Po interwencji reportera RMF FM Generalna Dyrekcja Dróg Krajowych i Autostrad naprawia w końcu niebezpieczne uskoki na S8 - ekspresowej obwodnicy Radzymina pod Warszawą. Nierówny asfalt został właśnie sfrezowany. Teraz drogowcy mają położyć nową nawierzchnię. Potrwa to kilka dni i utrudni jazdę kierowcom.
Za budowę obwodnicy odpowiada ta sama firma, która wybudowała najdroższy fragment S8 w Warszawie - przez Bemowo. Ten też trzeba będzie naprawiać. Warto pamiętać, że każdy kilometr tamtej trasy kosztował ponad 200 milionów złotych.

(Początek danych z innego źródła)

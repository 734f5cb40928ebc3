//! Typed client for alert webhook configuration at `/v1/webhook`.
//!
//! The service owns delivery; this client only reads, replaces and
//! removes the tenant's webhook target.

use serde::{Deserialize, Serialize};

use crate::error::RclApiError;
use crate::transport::Transport;

/// Alert webhook target.
#[derive(Debug, Clone, PartialEq, Serialize, Deserialize)]
pub struct WebhookConfig {
    pub url: String,
    /// Verdicts or event kinds that trigger a delivery. Empty means the
    /// service default.
    #[serde(default, skip_serializing_if = "Vec::is_empty")]
    pub events: Vec<String>,
    #[serde(default, skip_serializing_if = "Option::is_none")]
    pub enabled: Option<bool>,
    #[serde(flatten)]
    pub extra: serde_json::Map<String, serde_json::Value>,
}

impl WebhookConfig {
    pub fn new(url: impl Into<String>) -> Self {
        Self {
            url: url.into(),
            events: Vec::new(),
            enabled: None,
            extra: serde_json::Map::new(),
        }
    }
}

/// Client for `/v1/webhook`.
#[derive(Debug, Clone)]
pub struct WebhookClient {
    transport: Transport,
}

impl WebhookClient {
    pub(crate) fn new(transport: Transport) -> Self {
        Self { transport }
    }

    /// Current webhook, or `None` when none is configured (404).
    pub async fn get(&self) -> Result<Option<WebhookConfig>, RclApiError> {
        let url = self.transport.url("v1/webhook");
        match self
            .transport
            .json::<WebhookConfig>("GET /v1/webhook", self.transport.http.get(&url))
            .await
        {
            Ok(config) => Ok(Some(config)),
            Err(e) if e.status() == Some(404) => Ok(None),
            Err(e) => Err(e),
        }
    }

    /// Replace the webhook target.
    pub async fn put(&self, config: &WebhookConfig) -> Result<WebhookConfig, RclApiError> {
        let url = self.transport.url("v1/webhook");
        self.transport
            .json("PUT /v1/webhook", self.transport.http.put(&url).json(config))
            .await
    }

    /// Remove the webhook target. Removing an absent webhook succeeds.
    pub async fn delete(&self) -> Result<(), RclApiError> {
        let url = self.transport.url("v1/webhook");
        match self
            .transport
            .execute("DELETE /v1/webhook", self.transport.http.delete(&url))
            .await
        {
            Ok(_) => Ok(()),
            Err(e) if e.status() == Some(404) => Ok(()),
            Err(e) => Err(e),
        }
    }
}

#[cfg(test)]
mod tests {
    use super::*;

    #[test]
    fn minimal_config_serializes_url_only() {
        let v = serde_json::to_value(WebhookConfig::new("https://ops.example.com/rcl")).unwrap();
        assert_eq!(v, serde_json::json!({"url": "https://ops.example.com/rcl"}));
    }
}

Latem rzeczniczka GDDKiA Urszula Nelken zapowiadała: Wszystko będzie musiało być naprawione na koszt wykonawcy - to nie ulega wątpliwości. Niestety, za obecną naprawę S8 na obwodnicy Radzymina płacą drogowcy, gdyż gwarancja na ten odcinek skończyła się rok przed tym, gdy pojawiły się usterki. Jak twierdzą, koszt remontu to kilka tysięcy złotych.